── Stored data ──

//! Proof-of-Work: nonce search against a leading-zero target, longest-chain
//! fork choice and depth-based finality.

use std::any::Any;

use chainsim_common::{
    env::consensus::{ConsensusKind, ConsensusState, PowState},
    Block, BlockProof, Transaction,
};
use chainsim_ledger::Node;
use chainsim_p2p::{MessagePayload, Network, NetworkMessage};
use serde_json::json;
use tracing::{debug, error, info, warn};

use super::gossip::admit_and_gossip;
use crate::consensus::{ConsensusEngine, ConsensusParams};

/// A block meets the target iff its id re-derives from the header and starts
/// with `difficulty` zero characters.
pub fn is_valid_pow(block: &Block, difficulty: usize) -> bool {
    block.has_consistent_id() && block.id.len() >= difficulty && block.id.bytes().take(difficulty).all(|c| c == b'0')
}

fn pow_state(node: &mut Node) -> Option<&mut PowState> {
    node.consensus_state.as_mut().and_then(ConsensusState::as_pow_mut)
}

pub struct PowEngine {
    params: ConsensusParams,
}

impl PowEngine {
    pub fn new(params: ConsensusParams) -> Self {
        Self { params }
    }

    pub fn is_valid_pow(&self, block: &Block) -> bool {
        is_valid_pow(block, self.params.difficulty)
    }

    pub fn set_mining(&self, node: &mut Node, mining: bool) {
        if let Some(state) = pow_state(node) {
            state.mining = mining;
        }
    }

    pub fn set_hash_power(&self, node: &mut Node, hash_power: u64) {
        if let Some(state) = pow_state(node) {
            state.hash_power = hash_power;
        }
    }

    /// Adopts the deepest tip in the block store, but only when strictly higher
    /// than the head. Equal-height competitors never displace the head.
    fn fork_choice(&self, node: &mut Node) -> bool {
        let best = node.best_tip();
        if best.height <= node.head_height() {
            return false;
        }
        let best_id = best.id.clone();
        if !node.is_ancestor(node.head_id(), &best_id) {
            info!("🔀 [{}] Reorg from {} to longer branch {} (height {})", node.id, node.head_id(), best_id, best.height);
        }
        node.set_head(&best_id)
    }

    /// Finalizes the head-chain block that has `confirmations` blocks on top
    /// of and including itself. After a reorg this re-anchors finality on the
    /// new chain.
    fn update_finality(&self, node: &mut Node) {
        let depth = self.params.confirmations.max(1);
        let target = (node.head_height() + 1).saturating_sub(depth);
        if let Some(id) = node.block_at_height(target).map(|b| b.id.clone()) {
            node.set_finalized(&id);
        }
    }

    fn try_mine(&self, node: &mut Node, now: u64, network: &mut Network) {
        let Some(state) = pow_state(node) else {
            error!("[{}] PoW tick before init", node.id);
            return;
        };
        if !state.mining || state.hash_power == 0 {
            state.block_just_mined = false;
            return;
        }
        let hash_power = state.hash_power;

        let txs = node.valid_pending_transactions(self.params.max_block_txs);
        if txs.is_empty() {
            if let Some(state) = pow_state(node) {
                state.block_just_mined = false;
            }
            return;
        }

        let target_height = node.head_height() + 1;
        let mut candidate = Block::new(
            node.head(),
            node.id.clone(),
            0,
            txs,
            BlockProof::Pow { nonce: 0, difficulty: self.params.difficulty },
            now,
        );

        let Some(state) = pow_state(node) else { return };
        if state.mining_height != target_height {
            state.mining_height = target_height;
            state.current_nonce = 0;
        }
        let start = state.native_nonce.wrapping_add(state.current_nonce);

        let mut found = None;
        let mut attempts = 0;
        for i in 0..hash_power {
            attempts += 1;
            candidate = candidate.with_proof(BlockProof::Pow { nonce: start.wrapping_add(i), difficulty: self.params.difficulty });
            if self.is_valid_pow(&candidate) {
                found = Some(candidate);
                break;
            }
        }

        state.current_nonce += attempts;
        state.total_hashes += attempts;
        state.block_just_mined = false;

        let Some(block) = found else { return };

        state.current_nonce = 0;
        state.mining_height = block.height + 1;
        state.last_block_time = now;
        state.block_just_mined = true;
        state.blocks_mined += 1;

        info!("⛏️ [{}] Mined block {} at height {} ({} txs)", node.id, block.id, block.height, block.tx_ids.len());
        tracing::info!(target: "consensus", "EVENT:MINED node={} block={} height={}", node.id, block.id, block.height);

        node.add_block(block.clone());
        self.fork_choice(node);
        self.update_finality(node);
        network.broadcast(&node.id, node.peers.iter(), MessagePayload::BlockPropose { block }, None);
    }

    fn handle_block(&self, node: &mut Node, block: &Block, msg: &NetworkMessage, network: &mut Network) {
        if node.has_block(&block.id) {
            return;
        }
        if !self.is_valid_pow(block) {
            warn!("[{}] Rejected block {} from {}: invalid proof of work", node.id, block.id, msg.from);
            return;
        }
        let parent_known = block.parent_id.as_deref().map(|p| node.has_block(p)).unwrap_or(false);
        if !parent_known {
            debug!("[{}] Rejected block {}: unknown parent", node.id, block.id);
            return;
        }

        if block.height == node.head_height() && block.id != node.head_id() {
            info!("⑂ [{}] Fork at height {}: {} vs head {}", node.id, block.height, block.id, node.head_id());
            tracing::info!(target: "consensus", "EVENT:FORK node={} height={} block={}", node.id, block.height, block.id);
        }

        node.add_block(block.clone());
        if self.fork_choice(node) {
            if let Some(state) = pow_state(node) {
                state.current_nonce = 0;
            }
        }
        self.update_finality(node);
        network.broadcast(
            &node.id,
            node.peers.iter(),
            MessagePayload::BlockPropose { block: block.clone() },
            Some(&msg.from),
        );
    }
}

impl ConsensusEngine for PowEngine {
    fn kind(&self) -> ConsensusKind {
        ConsensusKind::Pow
    }

    fn params(&self) -> &ConsensusParams {
        &self.params
    }

    fn init(&self, node: &mut Node, network: &mut Network) {
        // Keep headroom so nonce arithmetic never wraps in practice.
        let native_nonce = network.random_u64() >> 16;
        node.consensus_state = Some(ConsensusState::Pow(PowState {
            mining: true,
            hash_power: self.params.hash_power,
            native_nonce,
            current_nonce: 0,
            mining_height: node.head_height() + 1,
            last_block_time: network.now(),
            ..Default::default()
        }));
    }

    fn on_tx(&self, node: &mut Node, tx: Transaction, network: &mut Network) -> bool {
        admit_and_gossip(node, tx, network, None)
    }

    fn on_message(&self, node: &mut Node, msg: &NetworkMessage, network: &mut Network) {
        match &msg.payload {
            MessagePayload::TxGossip { tx } => {
                admit_and_gossip(node, tx.clone(), network, Some(&msg.from));
            }
            MessagePayload::BlockPropose { block } => self.handle_block(node, block, msg, network),
            _ => debug!("[{}] PoW ignoring {}", node.id, msg.msg_type),
        }
    }

    fn on_tick(&self, node: &mut Node, now: u64, network: &mut Network) {
        self.try_mine(node, now, network);
    }

    fn role(&self, node: &Node) -> String {
        match node.consensus_state.as_ref().and_then(ConsensusState::as_pow) {
            Some(s) if s.mining && s.block_just_mined => "Miner (block found)".to_string(),
            Some(s) if s.mining => "Miner".to_string(),
            Some(_) => "Idle".to_string(),
            None => "Uninitialized".to_string(),
        }
    }

    fn ui_state(&self, node: &Node) -> serde_json::Value {
        let Some(s) = node.consensus_state.as_ref().and_then(ConsensusState::as_pow) else {
            return serde_json::Value::Null;
        };
        json!({
            "mining": s.mining,
            "hashPower": s.hash_power,
            "nativeNonce": s.native_nonce,
            "currentNonce": s.current_nonce,
            "miningHeight": s.mining_height,
            "lastBlockTime": s.last_block_time,
            "blockJustMined": s.block_just_mined,
            "blocksMined": s.blocks_mined,
            "totalHashes": s.total_hashes,
            "difficulty": self.params.difficulty,
            "confirmations": self.params.confirmations,
        })
    }

    fn as_any(&self) -> &dyn Any {
        self
    }
}

#[cfg(test)]
mod tests {
    use std::sync::Arc;

    use super::*;
    use crate::engines::testkit::Cluster;
    use chainsim_common::{NodeId, TxState};

    fn mine_until_valid(parent: &Block, difficulty: usize) -> Block {
        let mut nonce = 0;
        loop {
            let b = Block::new(parent, NodeId::from("m"), 0, vec![], BlockProof::Pow { nonce, difficulty }, 1);
            if is_valid_pow(&b, difficulty) {
                return b;
            }
            nonce += 1;
        }
    }

    #[test]
    fn test_is_valid_pow_checks_prefix() {
        let b = mine_until_valid(&Block::genesis(), 2);
        assert!(b.id.starts_with("00"));
        assert!(is_valid_pow(&b, 2));
        assert!(is_valid_pow(&b, 0));

        let mut forged = b.clone();
        forged.timestamp += 1;
        assert!(!is_valid_pow(&forged, 2), "id no longer matches header");

        let mut n = 0;
        let plain = loop {
            let c = Block::new(&Block::genesis(), NodeId::from("m"), 0, vec![], BlockProof::Pow { nonce: n, difficulty: 1 }, 1);
            if !c.id.starts_with('0') {
                break c;
            }
            n += 1;
        };
        assert!(!is_valid_pow(&plain, 1));
    }

    #[test]
    fn test_single_miner_finalizes_tx_everywhere() {
        let engine = Arc::new(PowEngine::new(ConsensusParams { hash_power: 200, ..Default::default() }));
        let mut c = Cluster::new(4, engine.clone());
        for i in 1..4 {
            engine.set_mining(c.node_mut(i), false);
        }

        let tx = c.submit(0, "bob", 10, 0);
        c.run(200, 100);

        let head = c.node(0).head_id().to_string();
        assert!(c.node(0).head_height() >= 1);
        for i in 0..4 {
            let n = c.node(i);
            assert_eq!(n.head_id(), head);
            assert_eq!(n.tx_state(&tx.id), Some(TxState::Finalized));
            assert!(n.mempool.is_empty());
        }
        let containing = c.node(0).get_chain(&head).iter().filter(|b| b.contains_tx(&tx.id)).count();
        assert_eq!(containing, 1);
    }

    #[test]
    fn test_fork_choice_never_adopts_equal_height() {
        let engine = PowEngine::new(ConsensusParams::default());
        let mut c = Cluster::new(1, Arc::new(PowEngine::new(ConsensusParams::default())));
        let node = c.node_mut(0);

        let a = mine_until_valid(&Block::genesis(), 2);
        let mut nonce = 0;
        let b = loop {
            let cand = Block::new(&Block::genesis(), NodeId::from("other"), 0, vec![], BlockProof::Pow { nonce, difficulty: 2 }, 2);
            if is_valid_pow(&cand, 2) {
                break cand;
            }
            nonce += 1;
        };

        node.add_block(a.clone());
        assert!(engine.fork_choice(node));
        assert_eq!(node.head_id(), a.id);

        node.add_block(b);
        assert!(!engine.fork_choice(node));
        assert_eq!(node.head_id(), a.id);
    }

    fn mine_on(parent: &Block, producer: &str, ts: u64) -> Block {
        let mut nonce = 0;
        loop {
            let b = Block::new(parent, NodeId::from(producer), 0, vec![], BlockProof::Pow { nonce, difficulty: 2 }, ts);
            if is_valid_pow(&b, 2) {
                return b;
            }
            nonce += 1;
        }
    }

    #[test]
    fn test_longer_branch_wins_over_finalized_tip() {
        let engine = PowEngine::new(ConsensusParams::default());
        let mut c = Cluster::new(1, Arc::new(PowEngine::new(ConsensusParams::default())));
        let node = c.node_mut(0);

        let own = mine_on(&Block::genesis(), "n0", 1);
        node.add_block(own.clone());
        engine.fork_choice(node);
        engine.update_finality(node);
        assert_eq!(node.finalized_id(), own.id);

        let b1 = mine_on(&Block::genesis(), "other", 2);
        let b2 = mine_on(&b1, "other", 3);
        node.add_block(b1.clone());
        assert!(!engine.fork_choice(node), "tie keeps the head");
        node.add_block(b2.clone());
        assert!(engine.fork_choice(node));
        engine.update_finality(node);

        assert_eq!(node.head_id(), b2.id);
        assert_eq!(node.finalized_id(), b2.id);
        assert!(node.is_ancestor(&b1.id, node.finalized_id()));
    }

    #[test]
    fn test_deeper_confirmations_reanchor_on_reorg() {
        let engine = PowEngine::new(ConsensusParams { confirmations: 2, ..Default::default() });
        let mut c = Cluster::new(1, Arc::new(PowEngine::new(ConsensusParams::default())));
        let node = c.node_mut(0);

        let a1 = mine_on(&Block::genesis(), "n0", 1);
        let a2 = mine_on(&a1, "n0", 2);
        node.add_block(a1.clone());
        node.add_block(a2);
        engine.fork_choice(node);
        engine.update_finality(node);
        assert_eq!(node.finalized_id(), a1.id);

        let b1 = mine_on(&Block::genesis(), "other", 3);
        let b2 = mine_on(&b1, "other", 4);
        let b3 = mine_on(&b2, "other", 5);
        for b in [b1.clone(), b2, b3.clone()] {
            node.add_block(b);
        }
        assert!(engine.fork_choice(node));
        engine.update_finality(node);
        assert_eq!(node.head_id(), b3.id);
        assert_eq!(node.finalized_height(), 2);
        assert!(node.is_ancestor(node.finalized_id(), node.head_id()));
        assert!(!node.is_ancestor(&a1.id, node.head_id()));
    }

    #[test]
    fn test_idle_miner_does_nothing() {
        let engine = Arc::new(PowEngine::new(ConsensusParams::default()));
        let mut c = Cluster::new(2, engine.clone());
        c.run(20, 100);
        assert_eq!(c.node(0).head_height(), 0);
        assert_eq!(engine.role(c.node(0)), "Miner");
        engine.set_mining(c.node_mut(0), false);
        assert_eq!(engine.role(c.node(0)), "Idle");
    }
}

───

» **Task prompt**:
Whatever else the listing above holds, retype exactly only the lines from the one containing "let parent_known = block.parent_id.as_deref().map(|p|" to the one containing "let native_nonce = network.random_u64()", both ends kept.

» **Result of the task**:
        let parent_known = block.parent_id.as_deref().map(|p| node.has_block(p)).unwrap_or(false);
        if !parent_known {
            debug!("[{}] Rejected block {}: unknown parent", node.id, block.id);
            return;
        }

        if block.height == node.head_height() && block.id != node.head_id() {
            info!("⑂ [{}] Fork at height {}: {} vs head {}", node.id, block.height, block.id, node.head_id());
            tracing::info!(target: "consensus", "EVENT:FORK node={} height={} block={}", node.id, block.height, block.id);
        }

        node.add_block(block.clone());
        if self.fork_choice(node) {
            if let Some(state) = pow_state(node) {
                state.current_nonce = 0;
            }
        }
        self.update_finality(node);
        network.broadcast(
            &node.id,
            node.peers.iter(),
            MessagePayload::BlockPropose { block: block.clone() },
            Some(&msg.from),
        );
    }
}

impl ConsensusEngine for PowEngine {
    fn kind(&self) -> ConsensusKind {
        ConsensusKind::Pow
    }

    fn params(&self) -> &ConsensusParams {
        &self.params
    }

    fn init(&self, node: &mut Node, network: &mut Network) {
        // Keep headroom so nonce arithmetic never wraps in practice.
        let native_nonce = network.random_u64() >> 16;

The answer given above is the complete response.